Cada novo número da Educar em Revista apresentado ao público é um momento de reflexão sobre os desafios da democratização da escola brasileira, no sentido mais amplo que essa expressão pode conter. Essa reflexão revela-se nas grandes temáticas a que se dedicam os dossiês da revista, assim como nas preocupações de cada pesquisador que divide com a comunidade científica seus esforços em compreender o fenômeno educativo a partir de temáticas singulares reveladas nos artigos de demanda contínua.

Este número da Educar vem a público num semestre que pode ser considerado festivo. Depois de um ano de preparação, finalmente realizamos a 1ª Conferência Nacional de Educação, no período que foi de 28 de março até 1º de abril, em Brasília, com aproximadamente três mil delegados de diferentes setores/segmentos da educação nacional.

Luiz Antonio Cunha nos lembra que a história da educação brasileira é marcada por um padrão "verticalista e centralista" (CUNHA, 1981, p. 6) de produção da legislação e consequentemente da política educacional. Ainda assim, isso não impediu que ao longo do século XX os educadores e os movimentos organizados da sociedade civil construíssem treze Conferências Nacionais de educação, entre 1927 e 1967. E, depois dos anos de silêncio forçados pela ditadura militar, voltamos a realizar cinco Conferências Brasileiras de Educação para discussão do capítulo da Educação na Constituição de 1988 e do texto original da LDB, e, finalmente fechamos o século XX com a realização de 4 Congressos Nacionais (CONEDs) para construção do Plano Nacional de Educação. Bem, frente a esse histórico tão fecundo de debates, por que a CONAE 2010 é um motivo de comemoração? Novamente cabe recorrer às reflexões de Cunha "as conferências de educação constituem um momento do processo de organização do campo educacional: o momento da consciência da especialidade da educação, em particular da educação escolar" (CUNHA, 1981, p. 6).

O longo histórico de articulação da sociedade civil em torno de conferências, ainda que tenha conseguido influenciar a política educacional, como espaço de afirmação do campo educacional e como espaço de fortalecimento dos setores ligados à escola pública que pressionaram e pressionam o Estado na defesa da expansão do direito à educação, resultaram sempre em conferências livres, ou seja, o Estado Nacional não estava obrigado a comprometer-se com as deliberações, pois ele não era oficialmente participe do processo.

Essa é a novidade da CONAE: pela primeira vez os diferentes segmentos ligados à educação nacional reuniram-se com uma convocação oficial do Ministério, ainda que esse tenha democraticamente constituído uma comissão de entidades para coordenar todo o processo.
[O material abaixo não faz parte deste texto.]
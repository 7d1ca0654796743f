//! Rank keys and the algorithms generating them

use crate::*;
use crate::stdlib::cmp::Ordering;
use crate::stdlib::string::String;

use tracing::{debug, trace};


/// A sortable key: a [`Bucket`] and a [`BigDecimal`] written as
/// `<bucket>|<decimal>`
///
/// The decimal's integer part is always padded to six digits, so within
/// one [`Context`] the byte-wise order of [`Rank::as_str`] matches the
/// order of ranks.
///
/// ```
/// use lexorank::{Bucket, Rank};
///
/// let first = Rank::initial(Bucket::Bucket0);
/// let second = first.gen_next();
/// let inserted = first.between(&second).unwrap();
///
/// assert_eq!(first.as_str(), "0|100000");
/// assert_eq!(second.as_str(), "0|100008");
/// assert_eq!(inserted.as_str(), "0|100004");
/// ```
#[derive(Clone)]
pub struct Rank {
    value: String,
    bucket: Bucket,
    decimal: BigDecimal,
    context: Context,
}

impl Rank {
    /// Build rank, trusting 'decimal' to be in range of 'context'
    pub(crate) fn from_parts(context: Context, bucket: Bucket, decimal: BigDecimal) -> Self {
        debug_assert!(context.contains(&decimal));
        Rank {
            value: format_rank(&context, bucket, &decimal),
            bucket: bucket,
            decimal: decimal,
            context: context,
        }
    }

    /// Parse rank text in the default context
    pub fn parse(text: &str) -> Result<Self, LexoRankError> {
        Context::default().parse_rank(text)
    }

    /// Lowest rank of the default context
    pub fn min() -> Self {
        Context::default().min_rank()
    }

    /// Highest rank of 'bucket' in the default context
    pub fn max(bucket: Bucket) -> Self {
        Context::default().max_rank(bucket)
    }

    /// Rank halfway through bucket 0 of the default context
    pub fn middle() -> Self {
        Context::default().middle_rank()
    }

    /// Starting rank of 'bucket' in the default context
    pub fn initial(bucket: Bucket) -> Self {
        Context::default().initial_rank(bucket)
    }

    pub fn bucket(&self) -> Bucket {
        self.bucket
    }

    pub fn decimal(&self) -> &BigDecimal {
        &self.decimal
    }

    pub fn context(&self) -> &Context {
        &self.context
    }

    /// Canonical text of the rank
    pub fn as_str(&self) -> &str {
        &self.value
    }

    pub fn is_min(&self) -> bool {
        self.decimal.is_zero()
    }

    pub fn is_max(&self) -> bool {
        self.decimal == self.context.max_decimal()
    }

    fn with_decimal(&self, decimal: BigDecimal) -> Self {
        Self::from_parts(self.context, self.bucket, decimal)
    }

    /// Same decimal in the following bucket
    pub fn in_next_bucket(&self) -> Self {
        Self::from_parts(self.context, self.bucket.next(), self.decimal.clone())
    }

    /// Same decimal in the preceding bucket
    pub fn in_prev_bucket(&self) -> Self {
        Self::from_parts(self.context, self.bucket.prev(), self.decimal.clone())
    }

    /// A rank sorting after this one, in the same bucket
    ///
    /// The lowest rank jumps to the initial rank. Otherwise the step is
    /// added to the ceiling of the decimal; near the top of the range
    /// the result is placed between this rank and the highest one
    /// instead. The highest rank has no successor and is returned
    /// unchanged.
    ///
    pub fn gen_next(&self) -> Self {
        if self.is_min() {
            return self.with_decimal(self.context.initial_min_decimal());
        }

        let max = self.context.max_decimal();
        if self.decimal == max {
            debug!(rank = %self, "highest rank has no successor");
            return self.clone();
        }

        let ceil = BigDecimal::from(self.decimal.ceil());
        let next = ceil.add_unchecked(&self.context.step_decimal());
        if next < max {
            return self.with_decimal(next);
        }

        debug!(rank = %self, "step reaches the highest rank, using midpoint");
        self.with_decimal(between_decimals(&self.decimal, &max))
    }

    /// A rank sorting before this one, in the same bucket
    ///
    /// The highest rank jumps to the initial rank of the upper range.
    /// Otherwise the step is subtracted from the floor of the decimal;
    /// near zero the result is placed between the lowest rank and this
    /// one instead. The lowest rank has no predecessor and is returned
    /// unchanged.
    ///
    pub fn gen_prev(&self) -> Self {
        if self.is_max() {
            return self.with_decimal(self.context.initial_max_decimal());
        }

        let min = self.context.min_decimal();
        if self.decimal == min {
            debug!(rank = %self, "lowest rank has no predecessor");
            return self.clone();
        }

        let floor = BigDecimal::from(self.decimal.floor());
        let prev = floor.sub_unchecked(&self.context.step_decimal());
        if prev > min {
            return self.with_decimal(prev);
        }

        debug!(rank = %self, "step reaches the lowest rank, using midpoint");
        self.with_decimal(between_decimals(&min, &self.decimal))
    }

    /// A rank strictly between this one and 'other'
    ///
    /// The order of the two ranks does not matter. Fails if they are in
    /// different buckets or numeral systems, or hold the same decimal.
    ///
    pub fn between(&self, other: &Rank) -> Result<Self, LexoRankError> {
        if self.bucket != other.bucket {
            return Err(LexoRankError::DifferentBuckets);
        }
        self.decimal.check_system(&other.decimal)?;

        let decimal = match self.decimal.cmp(&other.decimal) {
            Ordering::Less => between_decimals(&self.decimal, &other.decimal),
            Ordering::Greater => between_decimals(&other.decimal, &self.decimal),
            Ordering::Equal => {
                return Err(LexoRankError::IdenticalRanks(self.value.clone(), other.value.clone()));
            }
        };
        Ok(self.with_decimal(decimal))
    }
}


/// Text of a rank: bucket char, `|`, decimal with integer part padded
fn format_rank(context: &Context, bucket: Bucket, decimal: &BigDecimal) -> String {
    let system = context.system();
    let text = decimal.format();
    let int_len = text.find(system.radix_point_char()).unwrap_or(text.len());

    let mut buf = String::with_capacity(RANK_WIDTH + text.len() + 2);
    buf.push(bucket.as_char(system));
    buf.push('|');
    for _ in int_len..RANK_WIDTH {
        buf.push(system.zero_char());
    }
    buf.push_str(&text);
    buf
}

/// Shortest decimal strictly between 'o_left' and 'o_right'
///
/// Requires `o_left < o_right`, both in the same numeral system.
///
pub(crate) fn between_decimals(o_left: &BigDecimal, o_right: &BigDecimal) -> BigDecimal {
    debug_assert!(o_left < o_right);

    let mut left = o_left.clone();
    let mut right = o_right.clone();

    // bring both bounds to the smaller scale
    if o_left.scale() < o_right.scale() {
        let shrunk = o_right.set_scale(o_left.scale(), false);
        if *o_left >= shrunk {
            trace!(left = %o_left, right = %o_right, "bounds collide at common scale");
            return middle(o_left, o_right);
        }
        right = shrunk;
    }
    if o_left.scale() > right.scale() {
        let shrunk = o_left.set_scale(right.scale(), true);
        if shrunk >= right {
            trace!(left = %o_left, right = %o_right, "bounds collide at common scale");
            return middle(o_left, o_right);
        }
        left = shrunk;
    }

    // drop precision while the bounds stay apart
    let mut scale = left.scale();
    while scale > 0 {
        let next_scale = scale - 1;
        let trimmed_left = left.set_scale(next_scale, true);
        let trimmed_right = right.set_scale(next_scale, false);
        match trimmed_left.cmp(&trimmed_right) {
            Ordering::Equal => return check_mid(o_left, o_right, trimmed_left),
            Ordering::Greater => break,
            Ordering::Less => {}
        }
        scale = next_scale;
        left = trimmed_left;
        right = trimmed_right;
    }

    let mut mid = check_mid(o_left, o_right, middle(&left, &right));

    // shorten the result while it stays inside the bounds
    while mid.scale() > 0 {
        let shorter = mid.set_scale(mid.scale() - 1, false);
        if *o_left >= shorter || shorter >= *o_right {
            break;
        }
        mid = shorter;
    }

    mid
}

/// 'mid' if strictly inside the bounds, else the exact midpoint of the bounds
fn check_mid(left: &BigDecimal, right: &BigDecimal, mid: BigDecimal) -> BigDecimal {
    if *left < mid && mid < *right {
        return mid;
    }
    trace!(left = %left, right = %right, mid = %mid, "candidate outside bounds, using midpoint");
    middle(left, right)
}

/// Arithmetic mean of two decimals, truncated to their scale if possible
fn middle(left: &BigDecimal, right: &BigDecimal) -> BigDecimal {
    let sum = left.add_unchecked(right);
    let mid = sum.mul_unchecked(&BigDecimal::half(left.system()));
    let scale = left.scale().max(right.scale());

    if mid.scale() > scale {
        let round_down = mid.set_scale(scale, false);
        if round_down > *left {
            return round_down;
        }
        let round_up = mid.set_scale(scale, true);
        if round_up < *right {
            return round_up;
        }
    }

    mid
}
Assim, as deliberações desta Conferência de 2010 ganham legitimidade e força para pautar o debate da política educacional na próxima década.

O tema central da conferência foi o fortalecimento de um Sistema Nacional Articulado de Educação (SNAE), para isso alguns elementos importantes foram aprovados. Entre eles podemos destacar a constituição de um Fórum Nacional de Educação, com uma composição que refletirá a participação dos segmentos na CONAE e deverá acompanhar a tramitação do novo PNE (2011-2020) no Congresso Nacional; incidir pela implementação das diretrizes e deliberações tomadas nesta e nas demais edições da CONAE, além de coordenar as próximas edições da CONAE. Essa é uma proposição que havia ficado perdida durante a tramitação da LDB e que pode ser um instrumento importante para que a superemos uma política educacional planejada apenas "a partir do núcleo do Estado, nunca da periferia" (CUNHA, 1981, p. 6).

Outro tema fundamental no fortalecimento do SNAE foi o financiamento da educação. A necessidade de ampliação dos investimentos do país para a superação das desigualdades de acesso e qualidade que marcam o sistema educacional brasileiro foi consenso entre os delegados, o que levou a aprovação da meta de ampliar os investimentos em educação para 10% do PIB brasileiro. Para isso aprovou-se a ampliação dos esforços dos entes federativos na destinação de recursos e a necessidade de melhorar o uso dos recursos garantindo o repasse de verbas públicas exclusivamente para as escolas públicas. Nesse último ponto certamente não houve consenso, posto que, entre os seguimentos presentes na CONAE estavam as instituições privadas puras e aquelas de seguimentos comunitários e filantrópicos, ainda assim a aprovação de verbas públicas para escolas públicas foi aprovada com maioria absoluta e, com prazo para a cessação dos conveniamentos.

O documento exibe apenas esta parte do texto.